In the records below, find the line with "< (w[1].frame, w[1].corner_id)));" and the line with "let truth = rig.corner_in_reference(position, point.corner_id);"; return exactly those lines and every line between them.

---- ENTRIES SUPPLIED

//! Linear (DLT) triangulation of board corners seen by several calibrated
//! cameras.

use crate::board::BoardModel;
use crate::camera::{CameraModel, RadTanModel};
use crate::config::TriangulationConfig;
use crate::detection::DetectionStore;
use crate::error::CalibrationError;
use crate::exclusion::ExclusionSet;
use crate::geometry::{ray_angle_deg, RigidTransform};

use log::{debug, info, warn};
use nalgebra::{DMatrix, Vector2, Vector3};
use rayon::prelude::*;
use serde::{Deserialize, Serialize};
use std::collections::BTreeMap;

/// A camera with both intrinsics and extrinsics available.
#[derive(Debug, Clone, Copy, PartialEq)]
pub struct CalibratedCamera {
    pub index: usize,
    pub model: RadTanModel,
    /// Reference-to-camera transform.
    pub extrinsic: RigidTransform,
}

#[derive(Debug, Clone, PartialEq, Serialize, Deserialize)]
pub struct TriangulatedPoint {
    pub frame: u32,
    pub corner_id: u32,
    /// Position in the reference camera frame.
    pub position: Vector3<f64>,
    /// Contributing camera indices, ascending.
    pub cameras: Vec<usize>,
    /// Pixel reprojection error per entry of `cameras`.
    pub reprojection_errors: Vec<f64>,
}

#[derive(Debug, Clone, Default, PartialEq)]
pub struct Triangulation {
    /// Ordered by frame, then corner id.
    pub points: Vec<TriangulatedPoint>,
    pub failures: Vec<CalibrationError>,
}

fn degenerate(frame: u32, corner_id: u32, reason: impl Into<String>) -> CalibrationError {
    CalibrationError::DegenerateGeometry {
        frame,
        corner_id,
        reason: reason.into(),
    }
}

/// Triangulates one corner from `(camera, pixel)` observations.
///
/// # Arguments
///
/// * `frame`, `corner_id` - Identify the corner in the returned point and
///   in error messages.
/// * `observations` - Calibrated camera and pixel of every view of the corner.
/// * `config` - Conditioning and parallax limits.
///
/// # Errors
///
/// * [`CalibrationError::DegenerateGeometry`]: With fewer than two
///   views, a rank-deficient or non-finite system, a point at infinity or
///   behind a camera, or parallax below `config.min_parallax_deg`.
pub fn triangulate_point(
    frame: u32,
    corner_id: u32,
    observations: &[(&CalibratedCamera, Vector2<f64>)],
    config: &TriangulationConfig,
) -> Result<TriangulatedPoint, CalibrationError> {
    if observations.len() < 2 {
        return Err(degenerate(frame, corner_id, "fewer than two views"));
    }

    let mut a = DMatrix::<f64>::zeros(observations.len() * 2, 4);
    for (i, (camera, pixel)) in observations.iter().enumerate() {
        let normalized = camera.model.undistort(pixel).map_err(|err| {
            degenerate(frame, corner_id, format!("camera #{}: {err}", camera.index))
        })?;
        let r = &camera.extrinsic.rotation;
        let t = &camera.extrinsic.translation;
        for (row, coordinate, axis) in [(2 * i, normalized.x, 0), (2 * i + 1, normalized.y, 1)] {
            for col in 0..3 {
                a[(row, col)] = coordinate * r[(2, col)] - r[(axis, col)];
            }
            a[(row, 3)] = coordinate * t.z - t[axis];
        }
    }

    let svd = a.svd(false, true);
    let v_t = svd
        .v_t
        .ok_or_else(|| degenerate(frame, corner_id, "SVD did not converge"))?;
    let mut order: Vec<usize> = (0..svd.singular_values.len()).collect();
    order.sort_by(|i, j| svd.singular_values[*i].total_cmp(&svd.singular_values[*j]));
    let largest = svd.singular_values[order[order.len() - 1]];
    let second = svd.singular_values[order[1]];
    if second <= f64::EPSILON || largest / second > config.max_condition {
        return Err(degenerate(frame, corner_id, "rank-deficient system"));
    }

    let solution = v_t.row(order[0]).transpose();
    let w = solution[3];
    if !solution.iter().all(|v| v.is_finite()) {
        return Err(degenerate(frame, corner_id, "non-finite solution"));
    }
    if w.abs() <= 1e-12 * solution.norm() {
        return Err(degenerate(frame, corner_id, "point at infinity"));
    }
    let position = Vector3::new(solution[0] / w, solution[1] / w, solution[2] / w);

    let mut parallax: f64 = 0.0;
    for (i, (first, _)) in observations.iter().enumerate() {
        for (second, _) in &observations[i + 1..] {
            let angle = ray_angle_deg(
                &(position - first.extrinsic.center()),
                &(position - second.extrinsic.center()),
            );
            parallax = parallax.max(angle);
        }
    }
    if parallax < config.min_parallax_deg {
        return Err(degenerate(
            frame,
            corner_id,
            format!("parallax {parallax:.4} deg below {} deg", config.min_parallax_deg),
        ));
    }

    let mut cameras = Vec::with_capacity(observations.len());
    let mut reprojection_errors = Vec::with_capacity(observations.len());
    for (camera, pixel) in observations {
        let in_camera = camera.extrinsic.transform_point(&position);
        if in_camera.z <= 0.0 {
            return Err(degenerate(
                frame,
                corner_id,
                format!("point behind camera #{}", camera.index),
            ));
        }
        let projected = camera
            .model
            .project(&in_camera)
            .map_err(|err| degenerate(frame, corner_id, format!("camera #{}: {err}", camera.index)))?;
        cameras.push(camera.index);
        reprojection_errors.push((projected - pixel).norm());
    }

    Ok(TriangulatedPoint {
        frame,
        corner_id,
        position,
        cameras,
        reprojection_errors,
    })
}

/// Triangulates every on-board corner of `frame` seen by at least two of
/// `cameras`, in corner id order.
///
/// # Arguments
///
/// * `cameras` - Cameras with both intrinsics and extrinsics.
/// * `frame` - Capture instant to triangulate.
///
/// Corners that fail land in [`Triangulation::failures`].
pub fn triangulate_frame(
    store: &DetectionStore,
    board: &BoardModel,
    cameras: &[CalibratedCamera],
    frame: u32,
    config: &TriangulationConfig,
) -> Triangulation {
    let mut by_corner: BTreeMap<u32, Vec<(&CalibratedCamera, Vector2<f64>)>> = BTreeMap::new();
    for camera in cameras {
        let Some(detection) = store.get(camera.index, frame) else {
            continue;
        };
        for corner in detection.corners() {
            if board.corner_position(corner.id).is_some() {
                by_corner
                    .entry(corner.id)
                    .or_default()
                    .push((camera, corner.pixel));
            }
        }
    }

    let mut result = Triangulation::default();
    for (corner_id, mut observations) in by_corner {
        if observations.len() < 2 {
            continue;
        }
        observations.sort_by_key(|(camera, _)| camera.index);
        match triangulate_point(frame, corner_id, &observations, config) {
            Ok(point) => result.points.push(point),
            Err(err) => {
                debug!("{err}");
                result.failures.push(err);
            }
        }
    }
    result
}

/// Triangulates all frames not excluded from the extrinsic stage.
///
/// Frames run in parallel; results are concatenated in frame order.
pub fn triangulate_all(
    store: &DetectionStore,
    board: &BoardModel,
    cameras: &[CalibratedCamera],
    exclusions: &ExclusionSet,
    config: &TriangulationConfig,
) -> Triangulation {
    let frames: Vec<u32> = store
        .frames()
        .into_iter()
        .filter(|frame| !exclusions.is_extrinsic_excluded(*frame))
        .collect();

    let per_frame: Vec<Triangulation> = frames
        .par_iter()
        .map(|frame| triangulate_frame(store, board, cameras, *frame, config))
        .collect();

    let mut result = Triangulation::default();
    for frame_result in per_frame {
        result.points.extend(frame_result.points);
        result.failures.extend(frame_result.failures);
    }

    if !result.failures.is_empty() {
        warn!("{} corner(s) could not be triangulated", result.failures.len());
    }
    info!(
        "Triangulated {} corner(s) over {} frame(s)",
        result.points.len(),
        frames.len()
    );
    result
}

#[cfg(test)]
mod tests {
    use super::*;
    use crate::camera::rad_tan::project_generic;
    use crate::test_utils::SyntheticRig;
    use approx::assert_relative_eq;

    fn calibrated(rig: &SyntheticRig) -> Vec<CalibratedCamera> {
        rig.cameras
            .iter()
            .enumerate()
            .map(|(index, camera)| CalibratedCamera {
                index,
                model: camera.model,
                extrinsic: camera.extrinsic,
            })
            .collect()
    }

    fn pixel(camera: &CalibratedCamera, point: &Vector3<f64>) -> Vector2<f64> {
        let i = camera.model.intrinsics;
        project_generic(
            &[i.fx, i.fy, i.cx, i.cy],
            &camera.model.distortions,
            &camera.extrinsic.transform_point(point),
        )
    }

    #[test]
    fn test_two_view_exact() {
        let rig = SyntheticRig::four_cameras();
        let cameras = calibrated(&rig);
        let truth = Vector3::new(0.12, -0.05, 1.8);
        let observations = [
            (&cameras[0], pixel(&cameras[0], &truth)),
            (&cameras[1], pixel(&cameras[1], &truth)),
        ];
        let point = triangulate_point(3, 7, &observations, &TriangulationConfig::default()).unwrap();
        assert_relative_eq!(point.position, truth, epsilon = 1e-9);
        assert_eq!(point.cameras, vec![0, 1]);
        assert!(point.reprojection_errors.iter().all(|e| *e < 1e-6));
    }

    #[test]
    fn test_zero_baseline_is_degenerate() {
        let rig = SyntheticRig::four_cameras();
        let cameras = calibrated(&rig);
        let mut twin = cameras[0];
        twin.index = 9;
        let truth = Vector3::new(0.0, 0.1, 2.0);
        let observations = [
            (&cameras[0], pixel(&cameras[0], &truth)),
            (&twin, pixel(&twin, &truth)),
        ];
        let err = triangulate_point(1, 4, &observations, &TriangulationConfig::default()).unwrap_err();
        assert!(matches!(
            err,
            CalibrationError::DegenerateGeometry { frame: 1, corner_id: 4, .. }
        ));
    }

    #[test]
    fn test_point_behind_cameras_is_degenerate() {
        let rig = SyntheticRig::four_cameras();
        let cameras = calibrated(&rig);
        let behind = Vector3::new(0.2, 0.1, -2.0);
        let observations = [
            (&cameras[0], pixel(&cameras[0], &behind)),
            (&cameras[1], pixel(&cameras[1], &behind)),
        ];
        let err = triangulate_point(0, 0, &observations, &TriangulationConfig::default()).unwrap_err();
        match err {
            CalibrationError::DegenerateGeometry { reason, .. } => {
                assert!(reason.contains("behind"), "{reason}")
            }
            other => panic!("unexpected error {other:?}"),
        }
    }

    #[test]
    fn test_single_view_is_rejected() {
        let rig = SyntheticRig::four_cameras();
        let cameras = calibrated(&rig);
        let observations = [(&cameras[0], Vector2::new(640.0, 360.0))];
        let err = triangulate_point(3, 7, &observations, &TriangulationConfig::default()).unwrap_err();
        assert_eq!(
            err,
            CalibrationError::DegenerateGeometry {
                frame: 3,
                corner_id: 7,
                reason: "fewer than two views".to_string(),
            }
        );
    }

    #[test]
    fn test_all_frames_recover_board_corners() {
        let rig = SyntheticRig::four_cameras();
        let store = rig.detections();
        let cameras = calibrated(&rig);
        let exclusions = ExclusionSet::new().toggle_extrinsic(rig.frames[2]).exclusions;

        let result = triangulate_all(
            &store,
            &rig.board,
            &cameras,
            &exclusions,
            &TriangulationConfig::default(),
        );
        assert!(result.failures.is_empty());
        let corners = rig.board.corner_count() as usize;
        assert_eq!(result.points.len(), (rig.frames.len() - 1) * corners);
        assert!(result.points.iter().all(|p| p.frame != rig.frames[2]));
        assert!(result
            .points
            .windows(2)
            .all(|w| (w[0].frame, w[0].corner_id) < (w[1].frame, w[1].corner_id)));

        for point in &result.points {
            let position = rig.frames.iter().position(|f| *f == point.frame).unwrap();
            let truth = rig.corner_in_reference(position, point.corner_id);
            assert_relative_eq!(point.position, truth, epsilon = 1e-7);
            assert_eq!(point.cameras, vec![0, 1, 2, 3]);
        }

        let again = triangulate_all(
            &store,
            &rig.board,
            &cameras,
            &exclusions,
            &TriangulationConfig::default(),
        );
        assert_eq!(result, again);
    }
}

--------

## YOUR SOLUTION:
            .all(|w| (w[0].frame, w[0].corner_id) < (w[1].frame, w[1].corner_id)));

        for point in &result.points {
            let position = rig.frames.iter().position(|f| *f == point.frame).unwrap();
            let truth = rig.corner_in_reference(position, point.corner_id);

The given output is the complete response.